78 studies were included. Risk of bias was high. The most common intervention strategies were Education, Audit & Feedback (A&F) and Protocols/Guidelines/Bundles/Checklists (PGBC). Two multifaceted strategies improved both process and outcome measures: Education and A&F (p = 0.008); and PGBC with Education and A&F (p = 0.001, p < 0.001). Facilitators to implementation were stakeholder engagement, organisational readiness for implementation, and adaptability of interventions. Barriers were lack of resources and incompatibility with local systems. There was a lack of evidence from low-income countries.

Conclusions

The evidence for QI in critical care in LMICs is sparse and at high risk of bias but suggests that multifaceted interventions are most effective.

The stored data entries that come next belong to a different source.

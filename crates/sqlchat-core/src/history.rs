//! Conversation history owned by the UI session
//!
//! The pipeline never reads or mutates this; the chat front end appends the
//! user's question and the final answer after each turn.

use chrono::{DateTime, Utc};
use serde::{Deserialize, Serialize};

/// Greeting every new conversation starts with
pub const GREETING: &str = "Hi! How can I help you with your database today?";

/// Who authored a message
#[derive(Debug, Clone, Copy, PartialEq, Eq, Serialize, Deserialize)]
#[serde(rename_all = "lowercase")]
pub enum Role {
    User,
    Assistant,
}

impl Role {
    pub fn as_str(&self) -> &'static str {
        match self {
            Role::User => "user",
            Role::Assistant => "assistant",
        }
    }
}

/// One entry of the conversation
#[derive(Debug, Clone, PartialEq, Serialize, Deserialize)]
pub struct Message {
    pub role: Role,
    pub content: String,
    pub timestamp: DateTime<Utc>,
}

impl Message {
    pub fn new(role: Role, content: impl Into<String>) -> Self {
        Self {
            role,
            content: content.into(),
            timestamp: Utc::now(),
        }
    }
}

/// Append-only ordered sequence of messages
#[derive(Debug, Clone, PartialEq, Serialize, Deserialize)]
pub struct ConversationHistory {
    messages: Vec<Message>,
}

impl ConversationHistory {
    /// Start a conversation seeded with the assistant greeting
    pub fn new() -> Self {
        Self {
            messages: vec![Message::new(Role::Assistant, GREETING)],
        }
    }

    /// Start a conversation with no messages
    pub fn empty() -> Self {
        Self { messages: Vec::new() }
    }

    pub fn push_user(&mut self, content: impl Into<String>) {
        self.messages.push(Message::new(Role::User, content));
    }

    pub fn push_assistant(&mut self, content: impl Into<String>) {
        self.messages.push(Message::new(Role::Assistant, content));
    }

    pub fn messages(&self) -> &[Message] {
        &self.messages
    }

    pub fn len(&self) -> usize {
        self.messages.len()
    }

    pub fn is_empty(&self) -> bool {
        self.messages.is_empty()
    }

    /// Serialize the transcript as pretty JSON
    pub fn to_json(&self) -> Result<String, serde_json::Error> {
        serde_json::to_string_pretty(self)
    }
}

impl Default for ConversationHistory {
    fn default() -> Self {
        Self::new()
    }
}

#[cfg(test)]
mod tests {
    use super::*;

    #[test]
    fn new_history_starts_with_greeting() {
        let history = ConversationHistory::new();
        assert_eq!(history.len(), 1);
        assert_eq!(history.messages()[0].role, Role::Assistant);
        assert_eq!(history.messages()[0].content, GREETING);
    }

    #[test]
    fn messages_are_appended_in_order() {
        let mut history = ConversationHistory::empty();
        history.push_user("How many orders?");
        history.push_assistant("There are 42 orders.");

        let roles: Vec<Role> = history.messages().iter().map(|m| m.role).collect();
        assert_eq!(roles, vec![Role::User, Role::Assistant]);
        assert_eq!(history.messages()[1].content, "There are 42 orders.");
    }

    #[test]
    fn transcript_json_roundtrip() {
        let mut history = ConversationHistory::new();
        history.push_user("hello");

        let json = history.to_json().unwrap();
        assert!(json.contains("\"role\": \"user\""));

        let parsed: ConversationHistory = serde_json::from_str(&json).unwrap();
        assert_eq!(parsed, history);
    }
}
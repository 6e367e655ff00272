//! Textual rendering of returned rows

use serde::{Deserialize, Serialize};
use sqlchat_core::ExecutionResult;

/// Longest value kept in a rendered result
pub const RESULT_VALUE_MAX_LEN: usize = 300;

/// Rows returned by one statement, every value in text form
#[derive(Debug, Clone, Default, PartialEq, Eq, Serialize, Deserialize)]
pub struct ResultSet {
    /// Column names in result order
    pub columns: Vec<String>,

    /// Row values, `None` for SQL NULL
    pub rows: Vec<Vec<Option<String>>>,
}

impl ResultSet {
    pub fn new(columns: Vec<String>, rows: Vec<Vec<Option<String>>>) -> Self {
        Self { columns, rows }
    }

    pub fn is_empty(&self) -> bool {
        self.rows.is_empty()
    }

    /// Render rows as a list of tuples, e.g. `[('Alice', 3), ('Bob', 1)]`
    ///
    /// Numeric values are left bare, everything else is single-quoted, NULL
    /// becomes `None`. An empty result renders as an empty string.
    pub fn render(&self) -> String {
        if self.rows.is_empty() {
            return String::new();
        }

        let tuples: Vec<String> = self
            .rows
            .iter()
            .map(|row| {
                let values: Vec<String> = row.iter().map(|v| render_value(v.as_deref())).collect();
                if values.len() == 1 {
                    format!("({},)", values[0])
                } else {
                    format!("({})", values.join(", "))
                }
            })
            .collect();

        format!("[{}]", tuples.join(", "))
    }

    /// Render into the opaque text handed to the answer prompt
    pub fn into_execution_result(self) -> ExecutionResult {
        ExecutionResult::new(self.render())
    }
}

fn render_value(value: Option<&str>) -> String {
    let Some(value) = value else {
        return "None".to_string();
    };

    let value = truncate(value);
    if is_numeric(&value) {
        value
    } else {
        format!("'{}'", value.replace('\\', "\\\\").replace('\'', "\\'"))
    }
}

fn truncate(value: &str) -> String {
    if value.chars().count() > RESULT_VALUE_MAX_LEN {
        let mut cut: String = value.chars().take(RESULT_VALUE_MAX_LEN).collect();
        cut.push_str("...");
        cut
    } else {
        value.to_string()
    }
}

fn is_numeric(value: &str) -> bool {
    !value.is_empty() && value.parse::<f64>().is_ok() && !value.chars().any(char::is_alphabetic)
}

#[cfg(test)]
mod tests {
    use super::*;
    use pretty_assertions::assert_eq;

    fn cell(v: &str) -> Option<String> {
        Some(v.to_string())
    }

    #[test]
    fn single_column_rows_keep_trailing_comma() {
        let rs = ResultSet::new(vec!["count".into()], vec![vec![cell("42")]]);
        assert_eq!(rs.render(), "[(42,)]");
    }

    #[test]
    fn mixed_values() {
        let rs = ResultSet::new(
            vec!["name".into(), "total".into(), "note".into()],
            vec![
                vec![cell("Jaxbean Group"), cell("1520.50"), None],
                vec![cell("O'Reilly"), cell("-3"), cell("")],
            ],
        );
        assert_eq!(
            rs.render(),
            "[('Jaxbean Group', 1520.50, None), ('O\\'Reilly', -3, '')]"
        );
    }

    #[test]
    fn words_that_parse_as_floats_stay_quoted() {
        let rs = ResultSet::new(vec!["x".into()], vec![vec![cell("inf")], vec![cell("NaN")]]);
        assert_eq!(rs.render(), "[('inf',), ('NaN',)]");
    }

    #[test]
    fn empty_result_renders_empty_string() {
        let rs = ResultSet::new(vec!["id".into()], vec![]);
        assert!(rs.is_empty());
        assert_eq!(rs.into_execution_result().as_str(), "");
    }

    #[test]
    fn long_values_are_truncated() {
        let long = "a".repeat(RESULT_VALUE_MAX_LEN + 50);
        let rendered = render_value(Some(&long));
        assert_eq!(rendered.len(), RESULT_VALUE_MAX_LEN + 3 + 2);
        assert!(rendered.ends_with("...'"));
    }
}
//! Question-to-answer pipeline
//!
//! This crate handles:
//! - Rendering the SQL generation and answer synthesis prompts
//! - Isolating a single SQL statement from free-text model output
//! - Executing it and turning failures into user-visible answers
//! - Sequencing all of the above per question ([`Orchestrator`])

pub mod error;
pub mod prompts;
pub mod extractor;
pub mod generator;
pub mod executor;
pub mod synthesizer;
pub mod orchestrator;

pub use error::PipelineError;
pub use prompts::{PromptTemplates, SQL_GENERATION_TEMPLATE, ANSWER_SYNTHESIS_TEMPLATE};
pub use extractor::{
    extract_query, BareStatementMatcher, Extraction, ExtractionTier, FencedBlockMatcher, MatchResult,
    QueryExtractor, QueryMatcher,
};
pub use generator::{QueryGenerator, SQL_RESULT_STOP};
pub use executor::{ExecutionError, QueryExecutor};
pub use synthesizer::AnswerSynthesizer;
pub use orchestrator::{Orchestrator, Outcome, Stage, EXTRACTION_FAILED_MESSAGE};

Co-designing interventions with and engaging stakeholders, communicating relative advantages, employing local champions and adapting to feedback can improve implementation. Hybrid study designs, process evaluations and adherence to reporting guidelines would improve the evidence base.



中文翻译:


改善低收入和中等收入国家重症监护的干预措施:系统评价


 目的


系统评价低收入和中等收入国家 (LMIC) 成人重症监护质量改进 (QI) 干预措施的类型、影响、证据质量、障碍和促进因素。

 方法


MEDLINE、EMBASE、Cochrane Library 和 ClinicalTrials.gov 于 2022 年 9 月 1 日进行了检索。如果这些研究描述了中低收入国家成人重症监护 QI 干预措施的实施情况,则这些研究将被纳入,全文为英文,并于 2000 年之后出版。使用 ROB 2.0/ROBINS-I 工具评估偏倚。干预策略根据知识翻译框架进行分类。干预措施的有效性通过计票来综合,并通过二项式检验进行评估。使用实施研究综合框架以叙述方式综合了实施的障碍和促进因素。

 结果


纳入了 78 项研究。偏见风险很高。最常见的干预策略是教育、审核和反馈 (A&F) 以及协议/指南/捆绑包/清单 (PGBC)。两项多方面策略改善了过程和结果衡量标准:教育和 A&F(p = 0.008);以及 PGBC 与教育和 A&F(p = 0.001,p < 0.001)。实施的促进因素包括利益相关者的参与、组织实施的准备情况以及干预措施的适应性。障碍是缺乏资源以及与当地系统不兼容。缺乏来自低收入国家的证据。

 结论


中低收入国家重症监护中 QI 的证据很少,且偏倚风险很高,但表明多方面的干预措施是最有效的。与利益相关者共同设计干预措施并让利益相关者参与进来,交流相对优势,雇用当地冠军并适应反馈可以改善实施。混合研究设计、过程评估和遵守报告指南将改善证据基础。